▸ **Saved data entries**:

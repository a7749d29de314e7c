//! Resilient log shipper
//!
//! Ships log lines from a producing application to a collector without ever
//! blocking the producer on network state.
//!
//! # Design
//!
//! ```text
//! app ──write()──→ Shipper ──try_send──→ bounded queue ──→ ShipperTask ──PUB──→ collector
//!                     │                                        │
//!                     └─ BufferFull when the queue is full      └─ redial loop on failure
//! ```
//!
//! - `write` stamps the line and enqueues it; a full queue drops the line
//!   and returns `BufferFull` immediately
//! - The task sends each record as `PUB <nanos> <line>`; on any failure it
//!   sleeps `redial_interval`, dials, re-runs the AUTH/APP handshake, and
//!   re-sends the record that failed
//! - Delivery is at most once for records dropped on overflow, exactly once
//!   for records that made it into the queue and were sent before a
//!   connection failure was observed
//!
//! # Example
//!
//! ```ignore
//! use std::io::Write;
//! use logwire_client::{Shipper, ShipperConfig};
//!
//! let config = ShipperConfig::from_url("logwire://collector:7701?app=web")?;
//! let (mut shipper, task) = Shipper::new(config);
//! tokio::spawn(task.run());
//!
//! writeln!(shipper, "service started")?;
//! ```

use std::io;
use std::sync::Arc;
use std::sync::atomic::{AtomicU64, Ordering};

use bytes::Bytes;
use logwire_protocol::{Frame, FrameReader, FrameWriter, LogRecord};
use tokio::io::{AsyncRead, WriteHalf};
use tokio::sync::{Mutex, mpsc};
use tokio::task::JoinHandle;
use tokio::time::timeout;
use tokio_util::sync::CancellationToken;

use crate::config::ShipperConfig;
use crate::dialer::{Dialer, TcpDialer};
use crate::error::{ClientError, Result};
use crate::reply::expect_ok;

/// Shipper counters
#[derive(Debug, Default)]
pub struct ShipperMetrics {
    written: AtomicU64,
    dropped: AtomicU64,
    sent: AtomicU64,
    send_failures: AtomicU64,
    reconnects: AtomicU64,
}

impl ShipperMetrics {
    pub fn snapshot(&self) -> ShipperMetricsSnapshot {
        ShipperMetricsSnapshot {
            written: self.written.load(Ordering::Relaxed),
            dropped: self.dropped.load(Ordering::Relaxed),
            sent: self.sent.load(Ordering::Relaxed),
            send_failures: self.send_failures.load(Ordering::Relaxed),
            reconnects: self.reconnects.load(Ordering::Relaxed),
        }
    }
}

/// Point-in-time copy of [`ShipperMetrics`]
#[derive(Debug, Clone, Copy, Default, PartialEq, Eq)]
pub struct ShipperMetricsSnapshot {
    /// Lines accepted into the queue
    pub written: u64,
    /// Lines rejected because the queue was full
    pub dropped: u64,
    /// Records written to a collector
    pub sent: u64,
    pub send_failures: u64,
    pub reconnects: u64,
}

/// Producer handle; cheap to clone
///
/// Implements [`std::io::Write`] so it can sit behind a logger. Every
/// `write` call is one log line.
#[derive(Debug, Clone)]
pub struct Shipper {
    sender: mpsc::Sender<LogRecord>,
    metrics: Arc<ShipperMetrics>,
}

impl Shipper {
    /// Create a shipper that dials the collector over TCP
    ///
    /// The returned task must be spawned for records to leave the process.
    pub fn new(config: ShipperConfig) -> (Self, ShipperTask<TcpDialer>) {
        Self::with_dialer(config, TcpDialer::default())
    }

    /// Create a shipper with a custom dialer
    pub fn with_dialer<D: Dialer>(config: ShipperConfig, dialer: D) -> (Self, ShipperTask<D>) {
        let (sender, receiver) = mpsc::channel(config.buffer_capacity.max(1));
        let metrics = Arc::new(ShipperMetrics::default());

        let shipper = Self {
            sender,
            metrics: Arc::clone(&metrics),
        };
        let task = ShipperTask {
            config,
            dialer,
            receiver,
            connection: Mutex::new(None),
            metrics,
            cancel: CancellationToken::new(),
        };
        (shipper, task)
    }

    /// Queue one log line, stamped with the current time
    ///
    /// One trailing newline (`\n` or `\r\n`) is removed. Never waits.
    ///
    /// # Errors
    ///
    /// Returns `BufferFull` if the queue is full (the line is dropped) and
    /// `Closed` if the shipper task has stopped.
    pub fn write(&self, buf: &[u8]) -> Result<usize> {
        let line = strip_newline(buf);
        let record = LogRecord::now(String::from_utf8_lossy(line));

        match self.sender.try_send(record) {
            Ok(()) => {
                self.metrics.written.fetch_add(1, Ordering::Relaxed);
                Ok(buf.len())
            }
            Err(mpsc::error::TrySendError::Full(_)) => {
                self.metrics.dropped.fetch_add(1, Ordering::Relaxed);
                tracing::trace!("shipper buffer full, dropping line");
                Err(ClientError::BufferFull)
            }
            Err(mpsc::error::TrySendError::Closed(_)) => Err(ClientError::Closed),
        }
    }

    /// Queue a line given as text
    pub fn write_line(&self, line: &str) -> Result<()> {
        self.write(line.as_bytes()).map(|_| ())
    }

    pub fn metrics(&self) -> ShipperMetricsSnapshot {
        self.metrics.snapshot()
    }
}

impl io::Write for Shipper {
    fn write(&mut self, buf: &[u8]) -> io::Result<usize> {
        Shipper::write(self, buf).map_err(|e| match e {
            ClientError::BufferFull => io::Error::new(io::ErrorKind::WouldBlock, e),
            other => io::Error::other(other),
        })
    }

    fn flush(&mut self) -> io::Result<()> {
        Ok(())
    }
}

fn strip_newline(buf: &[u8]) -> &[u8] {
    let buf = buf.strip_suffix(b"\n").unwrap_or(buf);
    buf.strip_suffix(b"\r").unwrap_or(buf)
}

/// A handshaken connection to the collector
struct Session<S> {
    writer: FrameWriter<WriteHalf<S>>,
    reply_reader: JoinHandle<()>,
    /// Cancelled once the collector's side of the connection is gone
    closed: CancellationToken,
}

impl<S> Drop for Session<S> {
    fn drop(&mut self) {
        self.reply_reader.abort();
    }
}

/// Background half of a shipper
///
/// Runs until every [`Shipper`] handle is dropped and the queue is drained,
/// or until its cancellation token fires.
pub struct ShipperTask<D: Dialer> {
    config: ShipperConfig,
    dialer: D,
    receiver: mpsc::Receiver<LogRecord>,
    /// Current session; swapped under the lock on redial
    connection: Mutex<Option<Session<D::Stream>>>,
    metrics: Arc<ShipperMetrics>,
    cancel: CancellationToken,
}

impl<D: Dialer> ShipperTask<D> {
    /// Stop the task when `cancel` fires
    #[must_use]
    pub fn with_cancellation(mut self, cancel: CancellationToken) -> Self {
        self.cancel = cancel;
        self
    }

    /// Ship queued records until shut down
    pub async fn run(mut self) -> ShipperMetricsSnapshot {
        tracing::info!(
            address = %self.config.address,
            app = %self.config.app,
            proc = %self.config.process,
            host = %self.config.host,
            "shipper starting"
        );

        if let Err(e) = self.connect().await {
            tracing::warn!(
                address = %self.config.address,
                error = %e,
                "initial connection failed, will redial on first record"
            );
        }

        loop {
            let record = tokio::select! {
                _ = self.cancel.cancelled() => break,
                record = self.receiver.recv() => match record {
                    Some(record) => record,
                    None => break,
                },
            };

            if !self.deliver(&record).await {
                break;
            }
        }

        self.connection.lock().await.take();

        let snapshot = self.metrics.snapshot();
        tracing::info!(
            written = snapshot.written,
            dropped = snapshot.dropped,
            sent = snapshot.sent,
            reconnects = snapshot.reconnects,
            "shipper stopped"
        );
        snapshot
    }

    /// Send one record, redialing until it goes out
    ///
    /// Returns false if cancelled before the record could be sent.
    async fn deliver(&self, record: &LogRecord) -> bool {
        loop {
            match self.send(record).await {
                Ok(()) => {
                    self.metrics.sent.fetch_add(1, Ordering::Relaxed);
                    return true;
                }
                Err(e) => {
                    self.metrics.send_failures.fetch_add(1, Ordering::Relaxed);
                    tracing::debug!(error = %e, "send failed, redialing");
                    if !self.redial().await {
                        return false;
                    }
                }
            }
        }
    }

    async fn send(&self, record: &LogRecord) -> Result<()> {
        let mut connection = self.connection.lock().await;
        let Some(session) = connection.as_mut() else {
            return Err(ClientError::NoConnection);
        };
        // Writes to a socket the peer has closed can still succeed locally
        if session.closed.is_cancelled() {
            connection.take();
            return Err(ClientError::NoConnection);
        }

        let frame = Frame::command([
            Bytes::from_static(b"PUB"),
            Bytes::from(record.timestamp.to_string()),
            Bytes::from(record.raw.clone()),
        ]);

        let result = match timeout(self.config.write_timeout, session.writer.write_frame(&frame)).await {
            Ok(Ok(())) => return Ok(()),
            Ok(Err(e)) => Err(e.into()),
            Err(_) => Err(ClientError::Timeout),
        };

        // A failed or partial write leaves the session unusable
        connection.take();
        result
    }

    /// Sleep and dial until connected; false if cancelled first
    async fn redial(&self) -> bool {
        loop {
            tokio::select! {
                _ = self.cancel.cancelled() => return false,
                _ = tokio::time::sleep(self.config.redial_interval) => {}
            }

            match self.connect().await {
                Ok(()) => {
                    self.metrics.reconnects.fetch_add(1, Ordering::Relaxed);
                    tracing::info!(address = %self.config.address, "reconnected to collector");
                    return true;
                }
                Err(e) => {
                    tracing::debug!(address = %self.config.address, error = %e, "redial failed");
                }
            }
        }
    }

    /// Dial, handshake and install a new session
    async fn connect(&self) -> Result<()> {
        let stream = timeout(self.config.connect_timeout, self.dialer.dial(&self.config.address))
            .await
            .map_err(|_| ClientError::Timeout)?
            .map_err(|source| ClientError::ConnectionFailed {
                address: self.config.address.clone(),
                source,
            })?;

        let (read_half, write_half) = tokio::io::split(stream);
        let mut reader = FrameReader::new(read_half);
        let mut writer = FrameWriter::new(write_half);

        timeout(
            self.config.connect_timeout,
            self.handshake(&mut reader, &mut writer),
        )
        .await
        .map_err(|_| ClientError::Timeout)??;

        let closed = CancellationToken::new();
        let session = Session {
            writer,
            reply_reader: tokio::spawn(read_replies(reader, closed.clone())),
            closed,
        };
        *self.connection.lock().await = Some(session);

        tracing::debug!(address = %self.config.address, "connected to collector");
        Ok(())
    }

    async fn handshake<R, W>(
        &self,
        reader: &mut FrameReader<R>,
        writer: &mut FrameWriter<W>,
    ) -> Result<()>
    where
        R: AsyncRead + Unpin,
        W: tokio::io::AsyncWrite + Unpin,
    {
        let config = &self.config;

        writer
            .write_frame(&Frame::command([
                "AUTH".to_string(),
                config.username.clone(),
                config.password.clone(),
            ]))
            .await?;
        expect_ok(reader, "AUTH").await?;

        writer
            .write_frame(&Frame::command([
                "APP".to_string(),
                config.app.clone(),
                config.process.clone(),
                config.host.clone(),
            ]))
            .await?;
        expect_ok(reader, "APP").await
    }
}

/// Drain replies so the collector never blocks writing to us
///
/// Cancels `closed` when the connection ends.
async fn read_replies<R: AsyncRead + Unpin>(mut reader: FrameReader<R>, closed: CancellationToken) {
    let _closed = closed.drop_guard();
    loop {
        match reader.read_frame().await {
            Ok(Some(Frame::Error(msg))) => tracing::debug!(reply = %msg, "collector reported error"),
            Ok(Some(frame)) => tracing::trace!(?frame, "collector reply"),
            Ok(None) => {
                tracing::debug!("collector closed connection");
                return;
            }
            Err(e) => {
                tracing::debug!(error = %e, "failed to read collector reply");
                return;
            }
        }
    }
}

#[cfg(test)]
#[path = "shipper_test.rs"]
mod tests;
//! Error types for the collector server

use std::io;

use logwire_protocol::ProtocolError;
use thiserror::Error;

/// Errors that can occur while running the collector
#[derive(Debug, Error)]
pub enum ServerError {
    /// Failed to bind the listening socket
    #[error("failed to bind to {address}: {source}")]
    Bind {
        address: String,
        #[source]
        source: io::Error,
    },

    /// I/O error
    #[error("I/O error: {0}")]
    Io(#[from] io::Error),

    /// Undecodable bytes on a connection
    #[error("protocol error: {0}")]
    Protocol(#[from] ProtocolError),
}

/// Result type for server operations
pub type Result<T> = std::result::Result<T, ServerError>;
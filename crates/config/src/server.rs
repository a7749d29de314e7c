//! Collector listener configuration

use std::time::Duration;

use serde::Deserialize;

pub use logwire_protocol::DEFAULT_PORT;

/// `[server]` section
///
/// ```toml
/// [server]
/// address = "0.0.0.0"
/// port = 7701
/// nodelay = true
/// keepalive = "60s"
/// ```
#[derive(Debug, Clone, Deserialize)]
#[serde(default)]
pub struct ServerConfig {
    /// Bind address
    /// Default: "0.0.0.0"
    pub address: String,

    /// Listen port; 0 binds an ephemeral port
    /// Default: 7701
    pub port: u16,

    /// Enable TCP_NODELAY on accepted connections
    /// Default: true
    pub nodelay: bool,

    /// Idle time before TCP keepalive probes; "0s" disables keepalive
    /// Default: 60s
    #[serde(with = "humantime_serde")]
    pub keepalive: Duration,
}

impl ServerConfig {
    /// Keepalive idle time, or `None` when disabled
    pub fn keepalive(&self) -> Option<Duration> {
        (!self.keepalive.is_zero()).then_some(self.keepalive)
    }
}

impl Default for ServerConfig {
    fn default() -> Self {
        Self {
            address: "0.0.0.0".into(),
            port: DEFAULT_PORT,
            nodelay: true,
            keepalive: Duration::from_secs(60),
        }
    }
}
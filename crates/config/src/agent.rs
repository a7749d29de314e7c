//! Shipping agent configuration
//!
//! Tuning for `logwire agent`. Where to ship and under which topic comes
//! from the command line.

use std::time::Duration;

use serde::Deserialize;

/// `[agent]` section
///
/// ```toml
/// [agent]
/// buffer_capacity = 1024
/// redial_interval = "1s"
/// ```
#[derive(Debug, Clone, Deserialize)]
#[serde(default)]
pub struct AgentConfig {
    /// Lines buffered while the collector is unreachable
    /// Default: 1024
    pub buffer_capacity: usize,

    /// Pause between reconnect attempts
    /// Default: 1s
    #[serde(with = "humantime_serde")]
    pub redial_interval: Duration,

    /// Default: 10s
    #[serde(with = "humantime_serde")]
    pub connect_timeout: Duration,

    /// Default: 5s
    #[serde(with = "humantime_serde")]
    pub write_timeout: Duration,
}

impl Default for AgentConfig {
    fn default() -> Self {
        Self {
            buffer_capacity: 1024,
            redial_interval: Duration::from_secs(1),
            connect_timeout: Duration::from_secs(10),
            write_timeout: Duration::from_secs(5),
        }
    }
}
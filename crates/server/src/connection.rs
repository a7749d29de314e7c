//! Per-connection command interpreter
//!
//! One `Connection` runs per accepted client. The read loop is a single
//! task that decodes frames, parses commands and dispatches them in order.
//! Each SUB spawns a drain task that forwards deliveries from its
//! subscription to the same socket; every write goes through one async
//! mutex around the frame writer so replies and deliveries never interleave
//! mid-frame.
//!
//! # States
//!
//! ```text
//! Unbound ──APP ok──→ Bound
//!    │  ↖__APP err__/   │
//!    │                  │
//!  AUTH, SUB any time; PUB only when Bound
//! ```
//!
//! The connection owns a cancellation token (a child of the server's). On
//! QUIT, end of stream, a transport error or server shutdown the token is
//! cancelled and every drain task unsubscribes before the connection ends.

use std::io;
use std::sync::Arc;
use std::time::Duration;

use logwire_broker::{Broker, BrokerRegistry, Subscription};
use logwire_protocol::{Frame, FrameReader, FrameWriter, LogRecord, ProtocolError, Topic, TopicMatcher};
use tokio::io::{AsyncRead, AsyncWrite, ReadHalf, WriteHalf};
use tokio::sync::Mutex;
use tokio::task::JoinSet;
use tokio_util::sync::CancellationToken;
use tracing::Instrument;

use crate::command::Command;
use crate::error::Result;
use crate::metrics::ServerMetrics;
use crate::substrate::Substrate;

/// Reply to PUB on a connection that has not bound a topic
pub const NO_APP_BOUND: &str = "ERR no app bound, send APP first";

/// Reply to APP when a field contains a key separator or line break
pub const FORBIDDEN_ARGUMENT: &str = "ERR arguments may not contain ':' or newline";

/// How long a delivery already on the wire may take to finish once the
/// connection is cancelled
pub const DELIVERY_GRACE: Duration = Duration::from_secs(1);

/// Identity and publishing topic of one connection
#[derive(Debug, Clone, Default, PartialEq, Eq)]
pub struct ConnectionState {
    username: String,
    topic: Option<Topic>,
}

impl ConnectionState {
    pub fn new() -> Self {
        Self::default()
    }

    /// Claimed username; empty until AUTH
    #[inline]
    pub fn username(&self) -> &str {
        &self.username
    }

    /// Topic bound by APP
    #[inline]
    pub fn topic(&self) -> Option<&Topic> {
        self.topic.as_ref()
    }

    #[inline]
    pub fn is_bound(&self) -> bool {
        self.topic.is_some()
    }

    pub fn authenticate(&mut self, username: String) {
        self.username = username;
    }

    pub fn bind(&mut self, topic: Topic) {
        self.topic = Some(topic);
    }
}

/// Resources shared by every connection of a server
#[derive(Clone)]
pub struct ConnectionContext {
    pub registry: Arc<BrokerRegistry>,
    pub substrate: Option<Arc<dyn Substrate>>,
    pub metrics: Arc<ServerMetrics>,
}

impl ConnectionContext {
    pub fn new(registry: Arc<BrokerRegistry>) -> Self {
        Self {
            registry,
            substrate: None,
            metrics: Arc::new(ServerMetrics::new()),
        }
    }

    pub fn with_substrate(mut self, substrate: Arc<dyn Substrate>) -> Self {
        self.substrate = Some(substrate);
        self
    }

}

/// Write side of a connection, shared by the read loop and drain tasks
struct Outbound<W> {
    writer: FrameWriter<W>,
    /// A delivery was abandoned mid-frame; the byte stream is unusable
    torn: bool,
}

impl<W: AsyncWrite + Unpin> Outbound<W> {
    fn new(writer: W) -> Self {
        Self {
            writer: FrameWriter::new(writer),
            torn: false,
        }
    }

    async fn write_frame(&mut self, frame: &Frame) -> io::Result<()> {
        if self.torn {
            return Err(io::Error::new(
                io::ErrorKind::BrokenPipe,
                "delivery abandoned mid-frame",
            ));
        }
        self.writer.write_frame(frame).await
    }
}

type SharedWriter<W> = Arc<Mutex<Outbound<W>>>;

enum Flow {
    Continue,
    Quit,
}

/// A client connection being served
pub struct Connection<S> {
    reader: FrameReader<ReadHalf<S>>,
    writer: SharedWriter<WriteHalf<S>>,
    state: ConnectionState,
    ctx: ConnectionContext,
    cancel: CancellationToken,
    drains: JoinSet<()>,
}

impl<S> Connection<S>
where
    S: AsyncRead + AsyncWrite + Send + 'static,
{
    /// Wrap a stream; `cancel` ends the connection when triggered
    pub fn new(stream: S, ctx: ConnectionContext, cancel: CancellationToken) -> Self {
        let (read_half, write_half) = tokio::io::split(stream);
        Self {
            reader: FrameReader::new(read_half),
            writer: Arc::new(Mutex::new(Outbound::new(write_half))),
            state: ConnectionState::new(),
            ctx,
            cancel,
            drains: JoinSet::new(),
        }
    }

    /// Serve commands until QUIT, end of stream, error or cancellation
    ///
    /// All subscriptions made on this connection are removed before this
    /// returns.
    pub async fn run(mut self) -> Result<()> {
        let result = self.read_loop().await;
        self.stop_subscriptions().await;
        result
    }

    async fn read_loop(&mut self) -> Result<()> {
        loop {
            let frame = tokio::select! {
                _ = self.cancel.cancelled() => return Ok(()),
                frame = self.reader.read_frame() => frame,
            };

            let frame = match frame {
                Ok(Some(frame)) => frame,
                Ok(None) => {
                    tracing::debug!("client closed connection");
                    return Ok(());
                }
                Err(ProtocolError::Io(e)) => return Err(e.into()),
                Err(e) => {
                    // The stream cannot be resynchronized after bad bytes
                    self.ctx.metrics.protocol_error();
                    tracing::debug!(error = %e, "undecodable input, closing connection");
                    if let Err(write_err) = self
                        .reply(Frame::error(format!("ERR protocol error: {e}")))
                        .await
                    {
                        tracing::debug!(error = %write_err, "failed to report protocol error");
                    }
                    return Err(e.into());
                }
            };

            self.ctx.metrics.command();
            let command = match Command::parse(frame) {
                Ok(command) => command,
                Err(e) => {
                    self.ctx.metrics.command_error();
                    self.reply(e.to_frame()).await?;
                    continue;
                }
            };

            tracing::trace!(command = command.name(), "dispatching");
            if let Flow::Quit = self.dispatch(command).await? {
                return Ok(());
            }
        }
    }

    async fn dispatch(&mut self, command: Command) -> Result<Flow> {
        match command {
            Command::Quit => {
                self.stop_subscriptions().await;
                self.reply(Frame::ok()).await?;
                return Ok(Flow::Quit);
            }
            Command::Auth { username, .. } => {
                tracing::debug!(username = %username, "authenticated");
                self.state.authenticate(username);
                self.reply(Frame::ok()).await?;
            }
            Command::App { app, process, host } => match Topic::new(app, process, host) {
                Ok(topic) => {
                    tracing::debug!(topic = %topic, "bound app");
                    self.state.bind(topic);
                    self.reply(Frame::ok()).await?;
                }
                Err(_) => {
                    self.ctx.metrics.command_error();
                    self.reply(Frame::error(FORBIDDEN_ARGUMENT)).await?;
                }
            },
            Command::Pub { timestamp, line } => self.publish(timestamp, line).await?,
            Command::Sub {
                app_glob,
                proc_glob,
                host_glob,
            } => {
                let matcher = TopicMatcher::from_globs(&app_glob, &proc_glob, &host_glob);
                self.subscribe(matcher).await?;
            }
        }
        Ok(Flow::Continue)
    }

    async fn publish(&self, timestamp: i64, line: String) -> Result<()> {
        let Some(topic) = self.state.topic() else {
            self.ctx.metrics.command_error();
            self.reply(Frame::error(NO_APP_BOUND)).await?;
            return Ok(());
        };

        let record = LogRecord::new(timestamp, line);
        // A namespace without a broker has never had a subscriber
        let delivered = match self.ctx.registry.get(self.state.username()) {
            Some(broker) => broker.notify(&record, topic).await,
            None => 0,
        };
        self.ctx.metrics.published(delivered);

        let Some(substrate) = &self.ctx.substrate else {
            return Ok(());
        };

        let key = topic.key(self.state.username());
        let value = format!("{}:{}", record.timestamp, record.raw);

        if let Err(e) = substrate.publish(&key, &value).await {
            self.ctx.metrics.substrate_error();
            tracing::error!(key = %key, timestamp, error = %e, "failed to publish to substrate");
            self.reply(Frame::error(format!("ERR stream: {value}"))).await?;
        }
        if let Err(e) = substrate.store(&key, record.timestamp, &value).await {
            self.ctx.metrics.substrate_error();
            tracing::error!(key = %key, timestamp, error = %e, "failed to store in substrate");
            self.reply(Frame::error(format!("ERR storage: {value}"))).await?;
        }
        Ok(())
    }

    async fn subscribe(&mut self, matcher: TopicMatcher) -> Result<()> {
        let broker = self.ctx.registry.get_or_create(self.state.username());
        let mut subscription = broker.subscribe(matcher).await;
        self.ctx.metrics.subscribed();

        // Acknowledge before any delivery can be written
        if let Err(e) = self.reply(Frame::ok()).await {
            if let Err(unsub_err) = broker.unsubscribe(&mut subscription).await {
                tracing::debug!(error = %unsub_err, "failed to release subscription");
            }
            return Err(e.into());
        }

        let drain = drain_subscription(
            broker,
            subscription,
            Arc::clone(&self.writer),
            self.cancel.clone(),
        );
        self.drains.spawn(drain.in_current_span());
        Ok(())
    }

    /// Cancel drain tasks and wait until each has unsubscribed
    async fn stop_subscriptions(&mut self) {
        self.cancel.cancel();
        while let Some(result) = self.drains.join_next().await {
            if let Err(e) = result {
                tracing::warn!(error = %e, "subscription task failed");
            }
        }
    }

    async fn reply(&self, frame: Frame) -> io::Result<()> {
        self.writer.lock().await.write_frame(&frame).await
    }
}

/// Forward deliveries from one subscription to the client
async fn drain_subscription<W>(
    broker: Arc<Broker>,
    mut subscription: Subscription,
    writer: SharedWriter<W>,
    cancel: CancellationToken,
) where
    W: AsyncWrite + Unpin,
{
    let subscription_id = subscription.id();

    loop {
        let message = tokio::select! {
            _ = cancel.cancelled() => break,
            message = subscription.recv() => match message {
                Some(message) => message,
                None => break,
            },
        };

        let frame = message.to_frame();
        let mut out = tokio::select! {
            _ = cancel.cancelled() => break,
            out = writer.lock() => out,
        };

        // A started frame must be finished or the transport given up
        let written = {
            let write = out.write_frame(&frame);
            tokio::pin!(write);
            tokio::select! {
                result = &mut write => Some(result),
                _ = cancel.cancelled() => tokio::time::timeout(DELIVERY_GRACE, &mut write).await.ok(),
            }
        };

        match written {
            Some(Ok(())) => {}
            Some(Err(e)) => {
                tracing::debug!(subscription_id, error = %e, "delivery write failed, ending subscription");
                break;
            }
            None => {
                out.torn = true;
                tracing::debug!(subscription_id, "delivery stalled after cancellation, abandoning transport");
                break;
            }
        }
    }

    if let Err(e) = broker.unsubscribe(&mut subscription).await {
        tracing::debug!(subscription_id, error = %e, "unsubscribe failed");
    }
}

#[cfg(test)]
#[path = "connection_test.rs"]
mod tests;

▸ **Problem statement**: Pull out each line of the records holding the string "else".

▸ **Response to this exercise**:
        let Some(session) = connection.as_mut() else {
        let Some(topic) = self.state.topic() else {
        let Some(substrate) = &self.ctx.substrate else {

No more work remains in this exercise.